VideoMLA: 面向分钟级自回归视频扩散的低秩潜在键值缓存
VideoMLA: Low-Rank Latent KV Cache for Minute-Scale Autoregressive Video Diffusion
May 28, 2026
作者: Hidir Yesiltepe, Jiazhen Hu, Tuna Han Salih Meral, Adil Kaan Akan, Kaan Oktay, Hoda Eldardiry, Pinar Yanardag
cs.AI
摘要
长时程因果视频扩散已收敛于固定大小的滑动窗口KV缓存,近期创新主要围绕改变缓存中保留的token或编码方式展开,但作为流式内存和延迟主要贡献者的逐头KV布局本身基本未变。本文首次研究了视频扩散中的多头潜在注意力机制(MLA)。VideoMLA用共享的低秩内容潜在表示和共享的解耦3D-RoPE位置键替换每个头的键和值,在每层缓存中将每个token的KV内存减少92.7%。我们进一步探究了MLA在视频扩散中成功的机制——尽管语言模型中用于论证MLA有效性的谱假设在视频扩散中并不成立:预训练视频注意力并非低秩,其99%能量有效秩远高于任何实际潜在维度。VideoMLA在直接谱近似会预测较大重构误差的压缩比下仍能保持质量。研究表明,决定有效秩的不是预训练谱,而是MLA瓶颈:谱初始化和随机初始化均从初始化阶段就占据了接近满秩预算,训练过程在保持此预算的同时在其内部进行适应。在VBench上,VideoMLA与短时程流式视频扩散基线匹配,在长时程所有评估方法中取得最佳综合得分,并在单块B200上将吞吐量提升1.23倍。
English
Long-rollout causal video diffusion has converged on a fixed-size sliding-window KV cache, with recent progress innovating within this layout by changing which tokens occupy the window or how their positions are encoded. The per-head KV layout itself, a dominant contributor to streaming memory and latency, has been mostly left unchanged. In this paper, we present the first study of Multi-Head Latent Attention (MLA) in video diffusion. VideoMLA replaces per-head keys and values with a shared low-rank content latent and a shared decoupled 3D-RoPE positional key, reducing per-token KV memory by 92.7% at every cached layer. We further investigate why MLA succeeds in video diffusion even though the spectral assumption often used to motivate it in language models does not hold: pretrained video attention is not low-rank, with 99%-energy effective rank far above any practical latent dimension.

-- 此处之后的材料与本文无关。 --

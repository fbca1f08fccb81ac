//! Integration tests for full cart-to-confirmation sessions.

#![allow(clippy::unwrap_used)]

use std::time::Duration;

use plainwear_core::{Price, ProductId};
use plainwear_storefront::StorefrontSession;
use plainwear_storefront::checkout::{
    CheckoutError, CheckoutStep, FixedDelaySettlement, FormField,
};

fn instant_gateway() -> FixedDelaySettlement {
    FixedDelaySettlement::new(Duration::ZERO)
}

fn fill_shipping(session: &mut StorefrontSession) {
    for (field, value) in [
        (FormField::Email, "jane@example.com"),
        (FormField::FullName, "Jane Doe"),
        (FormField::Address, "1 Main St"),
        (FormField::City, "Springfield"),
        (FormField::Zip, "01101"),
    ] {
        session.set_form_field(field, value);
    }
}

fn fill_payment(session: &mut StorefrontSession) {
    for (field, value) in [
        (FormField::CardNumber, "4242 4242 4242 4242"),
        (FormField::Expiry, "12/30"),
        (FormField::Cvc, "123"),
    ] {
        session.set_form_field(field, value);
    }
}

// =============================================================================
// Cart Tests
// =============================================================================

#[test]
fn test_pricing_scenario_matches_catalog() {
    let mut session = StorefrontSession::with_fixture_catalog();
    session.add_to_cart(&ProductId::new("TS-201"));
    session.add_to_cart(&ProductId::new("HC-101"));
    assert_eq!(session.cart_total(), Price::from_dollars(80));

    session.remove_from_cart(&ProductId::new("TS-201"));
    assert_eq!(session.cart_total(), Price::from_dollars(35));
    assert_eq!(session.cart_lines().len(), 1);
    assert_eq!(
        session.cart_lines().first().unwrap().product_id.as_str(),
        "HC-101"
    );
}

#[test]
fn test_duplicate_lines_and_single_removal() {
    let mut session = StorefrontSession::with_fixture_catalog();
    let shirt = ProductId::new("TS-201");
    session.add_to_cart(&shirt);
    session.add_to_cart(&shirt);
    session.remove_from_cart(&shirt);

    assert_eq!(session.cart_lines().len(), 1);
    assert_eq!(session.cart_total(), Price::from_dollars(45));
}

// =============================================================================
// Checkout Flow Tests
// =============================================================================

#[tokio::test]
async fn test_browse_to_confirmation_and_reset() {
    let mut session = StorefrontSession::with_fixture_catalog();
    session.add_to_cart(&ProductId::new("TS-201"));
    session.add_to_cart(&ProductId::new("HC-101"));
    session.toggle_wishlist(ProductId::new("PS-102"));

    session.open_checkout().unwrap();
    assert_eq!(session.checkout_step(), Some(CheckoutStep::Details));

    fill_shipping(&mut session);
    session.submit_details().unwrap();
    assert_eq!(session.checkout_step(), Some(CheckoutStep::Payment));

    fill_payment(&mut session);
    assert!(!session.is_processing());
    let order_id = session.submit_payment(&instant_gateway()).await.unwrap();
    assert!(!session.is_processing());
    assert_eq!(session.checkout_step(), Some(CheckoutStep::Confirmation));
    assert_eq!(session.order_id(), Some(order_id));

    session.continue_shopping().unwrap();
    assert_eq!(session.checkout_step(), None);
    assert!(session.cart_lines().is_empty());
    assert_eq!(session.cart_total(), Price::zero());
    for field in FormField::ALL {
        assert!(session.form_value(field).is_empty(), "{field} should reset");
    }

    // The wishlist survives the reset.
    assert!(session.is_wishlisted(&ProductId::new("PS-102")));
}

#[test]
fn test_open_checkout_with_empty_cart_is_rejected() {
    let mut session = StorefrontSession::with_fixture_catalog();
    assert!(matches!(
        session.open_checkout(),
        Err(CheckoutError::EmptyCart)
    ));
    assert_eq!(session.checkout_step(), None);
}

#[test]
fn test_incomplete_details_stay_at_details() {
    let mut session = StorefrontSession::with_fixture_catalog();
    session.add_to_cart(&ProductId::new("HC-101"));
    session.open_checkout().unwrap();

    fill_shipping(&mut session);
    session.set_form_field(FormField::Address, "");

    assert!(matches!(
        session.submit_details(),
        Err(CheckoutError::Validation(_))
    ));
    assert_eq!(session.checkout_step(), Some(CheckoutStep::Details));

    // Other entered values are untouched by the failed submit.
    assert_eq!(session.form_value(FormField::Email), "jane@example.com");
}

#[tokio::test]
async fn test_close_and_reopen_resumes_mid_entry() {
    let mut session = StorefrontSession::with_fixture_catalog();
    session.add_to_cart(&ProductId::new("TS-304"));
    session.open_checkout().unwrap();
    fill_shipping(&mut session);

    session.close_checkout().unwrap();
    assert_eq!(session.checkout_step(), None);
    // Closing is non-destructive.
    assert_eq!(session.cart_lines().len(), 1);
    assert_eq!(session.form_value(FormField::City), "Springfield");

    session.open_checkout().unwrap();
    session.submit_details().unwrap();
    fill_payment(&mut session);
    session.submit_payment(&instant_gateway()).await.unwrap();
    assert_eq!(session.checkout_step(), Some(CheckoutStep::Confirmation));
}

#[tokio::test]
async fn test_back_navigation_then_forward_again() {
    let mut session = StorefrontSession::with_fixture_catalog();
    session.add_to_cart(&ProductId::new("PS-308"));
    session.open_checkout().unwrap();
    fill_shipping(&mut session);
    session.submit_details().unwrap();

    session.back_to_details().unwrap();
    assert_eq!(session.checkout_step(), Some(CheckoutStep::Details));
    assert_eq!(session.form_value(FormField::FullName), "Jane Doe");

    session.submit_details().unwrap();
    fill_payment(&mut session);
    session.submit_payment(&instant_gateway()).await.unwrap();
    assert_eq!(session.checkout_step(), Some(CheckoutStep::Confirmation));
}

#[test]
fn test_mid_checkout_removal_keeps_flow_open() {
    let mut session = StorefrontSession::with_fixture_catalog();
    session.add_to_cart(&ProductId::new("TS-201"));
    session.add_to_cart(&ProductId::new("HC-102"));
    session.open_checkout().unwrap();

    session.remove_from_cart(&ProductId::new("HC-102"));
    assert_eq!(session.cart_total(), Price::from_dollars(45));
    assert_eq!(session.checkout_step(), Some(CheckoutStep::Details));

    // Emptying the cart does not force-close checkout either.
    session.remove_from_cart(&ProductId::new("TS-201"));
    assert_eq!(session.cart_total(), Price::zero());
    assert_eq!(session.checkout_step(), Some(CheckoutStep::Details));
}

#[tokio::test]
async fn test_two_orders_back_to_back() {
    let mut session = StorefrontSession::with_fixture_catalog();
    let gateway = instant_gateway();

    for _ in 0..2 {
        session.add_to_cart(&ProductId::new("HC-103"));
        session.open_checkout().unwrap();
        fill_shipping(&mut session);
        session.submit_details().unwrap();
        fill_payment(&mut session);
        session.submit_payment(&gateway).await.unwrap();
        session.continue_shopping().unwrap();

        assert!(session.cart_lines().is_empty());
        assert_eq!(session.checkout_step(), None);
    }
}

VideoMLA retains quality at compression ratios where direct spectral approximation would predict large reconstruction error. We show that the MLA bottleneck, rather than the pretrained spectrum, determines the effective rank: both spectral and random initialization occupy nearly the full rank budget from initialization, and training preserves this budget while adapting within it. On VBench, VideoMLA matches short-horizon streaming video diffusion baselines, achieves the best overall score at long horizons among evaluated methods, and improves throughput by 1.23x on a single B200.